* [Your instructions]: Check each line of the entries below for the word "usize", and copy out the ones that have it.

******************************

/// Collect ERROR and MISSING nodes
///
/// ERROR nodes are not descended, so nested damage is reported once.
pub fn scan_syntax_errors(tree: &Tree, source: &str) -> SyntaxScan {
    let mut scan = SyntaxScan::default();
    let mut cursor = tree.walk();

    loop {
        let node = cursor.node();
        let mut descend = node.has_error();

        if node.is_error() {
            let span = node_to_span(&node);
            scan.unknowns
                .push(UnknownNode::new(span, UnknownKind::SyntaxError, "syntax error").with_excerpt(source));
            if span.end_line > span.start_line {
                scan.unparsed.push(UnparsedBlock {
                    span,
                    reason: format!("syntax error spanning {} lines", span.end_line - span.start_line + 1),
                });
            }
            descend = false;
        } else if node.is_missing() {
            let span = node_to_span(&node);
            let span = Span {
                end: span.start,
                end_line: span.start_line,
                end_column: span.start_column,
                ..span
            };
            scan.unknowns.push(UnknownNode::new(
                span,
                UnknownKind::Missing,
                format!("missing {}", node.kind()),
            ));
            descend = false;
        }

        if descend && cursor.goto_first_child() {
            continue;
        }
        loop {
            if cursor.goto_next_sibling() {
                break;
            }
            if !cursor.goto_parent() {
                return scan;
            }
        }
    }
}

/// Run an adapter call, turning a panic into its message
pub(crate) fn guard_adapter<T>(f: impl FnOnce() -> T) -> std::result::Result<T, String> {
    catch_unwind(AssertUnwindSafe(f)).map_err(|payload| panic_message(payload.as_ref()))
}

fn panic_message(payload: &(dyn Any + Send)) -> String {
    payload
        .downcast_ref::<&str>()
        .map(|s| s.to_string())
        .or_else(|| payload.downcast_ref::<String>().cloned())
        .unwrap_or_else(|| "unknown panic".to_string())
}

/// Build the [`File`] for a parsed tree
pub fn build_file(
    adapter: &dyn LanguageAdapter,
    tree: &Tree,
    source: &str,
    path: &str,
    options: BuildOptions,
) -> Extraction {
    let mut file = File::new(path.to_string(), adapter.language());
    file.checksum = checksum(source);
    file.span = Span::of_source(source);

    let scan = scan_syntax_errors(tree, source);

    let extracted = guard_adapter(|| {
        let declarations = adapter.extract_declarations(tree, source);
        let imports = adapter.extract_imports(tree, source);
        let comments = if options.extract_comments {
            adapter.extract_comments(tree, source)
        } else {
            Vec::new()
        };
        (declarations, imports, comments)
    });

    let mut unknowns = scan.unknowns;
    let mut adapter_failure = None;

    match extracted {
        Ok((mut declarations, imports, comments)) => {
            let comments = match options.mode {
                ExtractMode::Index => drop_body_comments(comments, &declarations),
                ExtractMode::Zoom => comments,
            };
            if !options.extract_nested {
                declarations.iter_mut().for_each(|d| d.children.clear());
            }
            let (comments, declarations) = comments::attach(comments, declarations, source);
            file.declarations = declarations;
            file.imports = imports;
            file.comments = comments;
            unknowns.extend(coverage_gaps(adapter, tree, &file));
        }
        Err(message) => {
            tracing::warn!(path = %path, language = ?adapter.language(), panic = %message, "adapter failure");
            unknowns.push(UnknownNode::new(
                file.span,
                UnknownKind::AdapterFailure,
                format!("adapter panicked: {}", message),
            ));
            adapter_failure = Some(message);
        }
    }

    file.unknown_regions = unknowns;
    file.unparsed_blocks = scan.unparsed;
    canonicalize_file(&mut file);

    let suspect = adapter_failure.is_some() || is_suspect(&file, source);
    Extraction {
        file,
        adapter_failure,
        suspect,
    }
}

/// Parse and build in one step
pub fn parse_source(
    adapter: &dyn LanguageAdapter,
    source: &str,
    path: &str,
    options: BuildOptions,
) -> Result<Extraction> {
    let tree = parse_tree(adapter, source)?;
    Ok(build_file(adapter, &tree, source, path, options))
}

/// Syntax errors cover more than half the non-whitespace bytes and nothing
/// was recovered
pub fn is_suspect(file: &File, source: &str) -> bool {
    if !file.declarations.is_empty() {
        return false;
    }
    let damaged: usize = file
        .unknown_regions
        .iter()
        .filter(|u| u.kind == UnknownKind::SyntaxError)
        .map(|u| non_whitespace(source, &u.span))
        .sum();
    damaged * 2 > non_whitespace(source, &file.span)
}

/// Non-whitespace bytes of `source` under `span`
pub(crate) fn non_whitespace(source: &str, span: &Span) -> usize {
    source
        .as_bytes()
        .get(span.start..span.end)
        .map(|bytes| bytes.iter().filter(|b| !b.is_ascii_whitespace()).count())
        .unwrap_or(0)
}

/// Comments inside function and method bodies belong to Zoom mode
fn drop_body_comments(comments: Vec<Comment>, declarations: &[Declaration]) -> Vec<Comment> {
    let bodies: Vec<Span> = DeclarationWalk::new(declarations)
        .filter(|d| d.is_callable())
        .filter_map(|d| d.body_span)
        .collect();
    comments
        .into_iter()
        .filter(|c| !bodies.iter().any(|body| body.encloses(&c.span)))
        .collect()
}

/// Named top-level nodes nothing claimed
fn coverage_gaps(adapter: &dyn LanguageAdapter, tree: &Tree, file: &File) -> Vec<UnknownNode> {
    let root = tree.root_node();
    let mut claimed: Vec<Span> = file.declarations.iter().map(|d| d.span).collect();
    claimed.extend(file.imports.iter().map(|i| i.span));
    claimed.extend(file.comments.iter().map(|c| c.span));

    let mut cursor = root.walk();
    let gaps = root
        .named_children(&mut cursor)
        .filter(|node| !node.is_error() && !node.is_missing() && !node.is_extra())
        .filter(|node| !adapter.is_trivia(node.kind()))
        .filter_map(|node| {
            let span = node_to_span(&node);
            (!claimed.iter().any(|c| c.overlaps(&span))).then(|| {
                UnknownNode::new(
                    span,
                    UnknownKind::Unclassified,
                    format!("unclassified top-level {}", node.kind()),
                )
            })
        })
        .collect();
    gaps
}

******************************

* [Answer space]:
    let damaged: usize = file
pub(crate) fn non_whitespace(source: &str, span: &Span) -> usize {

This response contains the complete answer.